I argue here that some priors – by which I mean prior beliefs, values, identity and identification, temperament, visceral reactions, and other aspects of mental states- that people have can be costly for society.   A person who believes the world is not just may not be deterred by standard punishments for societally disfavored behavior such as crime, since he may feel he may get punished in any event .   A person whose visceral reaction to a marginalized group is revulsion may treat group members accordingly.   A person whose value system is ‘every person for him/herself; caveat emptor’ may create and sell toxic securities to herd- following institutional investors investing for widows and orphans.   How might people be made to internalize societal costs of these priors? How might these costly priors be made more costly for those holding them?   I explore a few possibilities, all with analogues in dissonance reduction literature.  

Bio: 

CLAIRE HILL teaches at the University of Minnesota Law School, where she is Professor and James L. Krusemark Chair in Law. She heads the Law School's Institute for Law and Rationality, co-heads its Institute for Law and Economics, and is an Affiliated Faculty Member of the . University's Center for Cognitive Sciences.  Professor Hill teaches and publishes in business law, law and economics, and behavioral law and economics.
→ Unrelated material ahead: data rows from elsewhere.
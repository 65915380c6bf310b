//! Backend liveness models

use std::collections::BTreeMap;
use std::fmt;
use std::str::FromStr;

use chrono::{DateTime, Utc};
use serde::{Deserialize, Serialize};

/// Maximum number of characters kept in a status detail
pub const DETAIL_MAX_CHARS: usize = 50;

/// Detail reported for a healthy backend
const HEALTHY_DETAIL: &str = "ok";

/// The four kinds of data store this crate knows how to probe
#[derive(Debug, Clone, Copy, PartialEq, Eq, Hash, PartialOrd, Ord, Serialize, Deserialize)]
#[serde(rename_all = "snake_case")]
pub enum BackendKind {
    /// Key-value store (Redis)
    KeyValue,
    /// Relational database (PostgreSQL)
    Relational,
    /// Full-text search engine (Elasticsearch)
    Search,
    /// Vector store (Qdrant)
    Vector,
}

impl BackendKind {
    /// All kinds, in display order
    pub const ALL: [BackendKind; 4] = [
        BackendKind::KeyValue,
        BackendKind::Relational,
        BackendKind::Search,
        BackendKind::Vector,
    ];

    /// Verbs accepted by this kind's command grammar
    pub fn allowed_verbs(&self) -> &'static [&'static str] {
        match self {
            BackendKind::KeyValue => &["KEYS", "GET", "HGETALL", "SMEMBERS", "LRANGE"],
            BackendKind::Relational => &["SELECT"],
            BackendKind::Search => &["SEARCH"],
            BackendKind::Vector => &["FILTER"],
        }
    }
}

impl fmt::Display for BackendKind {
    fn fmt(&self, f: &mut fmt::Formatter<'_>) -> fmt::Result {
        let s = match self {
            BackendKind::KeyValue => "key_value",
            BackendKind::Relational => "relational",
            BackendKind::Search => "search",
            BackendKind::Vector => "vector",
        };
        f.write_str(s)
    }
}

impl FromStr for BackendKind {
    type Err = String;

    fn from_str(s: &str) -> Result<Self, Self::Err> {
        match s {
            "key_value" => Ok(BackendKind::KeyValue),
            "relational" => Ok(BackendKind::Relational),
            "search" => Ok(BackendKind::Search),
            "vector" => Ok(BackendKind::Vector),
            _ => Err(format!("Unknown backend kind: '{}'", s)),
        }
    }
}

/// Result of one health check against one backend.
///
/// Built only through [`BackendStatus::healthy`] and [`BackendStatus::unhealthy`],
/// so an unhealthy status always carries a non-empty detail. The detail is
/// truncated to [`DETAIL_MAX_CHARS`] characters.
#[derive(Debug, Clone, PartialEq, Eq, Serialize, Deserialize)]
pub struct BackendStatus {
    name: String,
    kind: BackendKind,
    healthy: bool,
    detail: String,
    checked_at: DateTime<Utc>,
}

impl BackendStatus {
    /// A passing health check, timestamped now
    pub fn healthy(name: impl Into<String>, kind: BackendKind) -> Self {
        Self {
            name: name.into(),
            kind,
            healthy: true,
            detail: HEALTHY_DETAIL.to_string(),
            checked_at: Utc::now(),
        }
    }

    /// A failing health check, timestamped now
    pub fn unhealthy(name: impl Into<String>, kind: BackendKind, detail: impl AsRef<str>) -> Self {
        let mut detail = truncate_detail(detail.as_ref().trim());
        if detail.is_empty() {
            detail = "unknown error".to_string();
        }
        Self {
            name: name.into(),
            kind,
            healthy: false,
            detail,
            checked_at: Utc::now(),
        }
    }

    /// Override the check timestamp
    pub fn with_checked_at(mut self, checked_at: DateTime<Utc>) -> Self {
        self.checked_at = checked_at;
        self
    }

    pub fn name(&self) -> &str {
        &self.name
    }

    pub fn kind(&self) -> BackendKind {
        self.kind
    }

    pub fn is_healthy(&self) -> bool {
        self.healthy
    }

    pub fn detail(&self) -> &str {
        &self.detail
    }

    pub fn checked_at(&self) -> DateTime<Utc> {
        self.checked_at
    }
}

/// Truncate a diagnostic string to [`DETAIL_MAX_CHARS`] characters
pub fn truncate_detail(detail: &str) -> String {
    detail.chars().take(DETAIL_MAX_CHARS).collect()
}

/// Aggregated health state of every registered backend
#[derive(Debug, Clone, PartialEq, Eq, Serialize, Deserialize)]
pub struct StatusSnapshot {
    /// Timestamp of the oldest constituent check
    taken_at: DateTime<Utc>,
    /// Status per backend name
    backends: BTreeMap<String, BackendStatus>,
}

impl StatusSnapshot {
    /// Assemble a snapshot from one refresh cycle's results
    pub fn from_statuses(statuses: impl IntoIterator<Item = BackendStatus>) -> Self {
        let backends: BTreeMap<String, BackendStatus> = statuses
            .into_iter()
            .map(|status| (status.name.clone(), status))
            .collect();

        let taken_at = backends
            .values()
            .map(|s| s.checked_at)
            .min()
            .unwrap_or_else(Utc::now);

        Self { taken_at, backends }
    }

    pub fn taken_at(&self) -> DateTime<Utc> {
        self.taken_at
    }

    /// Status of one backend
    pub fn get(&self, name: &str) -> Option<&BackendStatus> {
        self.backends.get(name)
    }

    /// Iterate statuses in name order
    pub fn iter(&self) -> impl Iterator<Item = &BackendStatus> {
        self.backends.values()
    }

    /// Registered backend names in this snapshot
    pub fn names(&self) -> impl Iterator<Item = &str> {
        self.backends.keys().map(String::as_str)
    }

    pub fn len(&self) -> usize {
        self.backends.len()
    }

    pub fn is_empty(&self) -> bool {
        self.backends.is_empty()
    }

    /// Number of healthy backends
    pub fn connected_count(&self) -> usize {
        self.backends.values().filter(|s| s.healthy).count()
    }

    /// Whether every backend is healthy (false for an empty snapshot)
    pub fn all_healthy(&self) -> bool {
        !self.backends.is_empty() && self.backends.values().all(|s| s.healthy)
    }
}
//! Detailed data models

use std::collections::BTreeMap;

use serde::{Deserialize, Serialize};
use serde_json::Value;

/// Outcome of a detailed data read
#[derive(Debug, Clone, Copy, PartialEq, Eq, Serialize, Deserialize)]
#[serde(rename_all = "lowercase")]
pub enum DetailsStatus {
    Complete,
    /// The backend kind has no detailed view
    Unsupported,
    Error,
}

/// Sample records and derived figures from a backend's data
#[derive(Debug, Clone, PartialEq, Serialize, Deserialize)]
pub struct Details {
    pub status: DetailsStatus,
    #[serde(default)]
    pub data: BTreeMap<String, Value>,
}

impl Details {
    pub fn new() -> Self {
        Self {
            status: DetailsStatus::Complete,
            data: BTreeMap::new(),
        }
    }

    pub fn unsupported() -> Self {
        Self {
            status: DetailsStatus::Unsupported,
            data: BTreeMap::new(),
        }
    }

    /// Details of a backend that could not be read; carries no data
    pub fn error() -> Self {
        Self {
            status: DetailsStatus::Error,
            data: BTreeMap::new(),
        }
    }

    pub fn with(mut self, section: impl Into<String>, value: impl Into<Value>) -> Self {
        self.data.insert(section.into(), value.into());
        self
    }

    pub fn section(&self, name: &str) -> Option<&Value> {
        self.data.get(name)
    }

    pub fn is_error(&self) -> bool {
        self.status == DetailsStatus::Error
    }
}

impl Default for Details {
    fn default() -> Self {
        Self::new()
    }
}

#[cfg(test)]
mod tests {
    use super::*;
    use serde_json::json;

    #[test]
    fn sections_nest_under_data() {
        let details = Details::new().with("categories", vec!["Books", "Sports"]);
        assert_eq!(
            serde_json::to_value(&details).unwrap(),
            json!({"status": "complete", "data": {"categories": ["Books", "Sports"]}})
        );
    }

    #[test]
    fn error_details_are_empty() {
        let details = Details::error();
        assert!(details.is_error());
        assert!(details.data.is_empty());
    }
}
Several of her articles have won prizes or been featured in compendiums of noteworthy articles.  Her work has analyzed the behavior and psychology of important business actors such as institutional investors, corporate managers and bankers, and has argued for law and policy responses taking such an analysis into account. She is presently researching the extent to which people's beliefs and mental states affect their worldviews, especially their views about government. She has given several endowed lectures on subjects at the intersection of law, psychology and language.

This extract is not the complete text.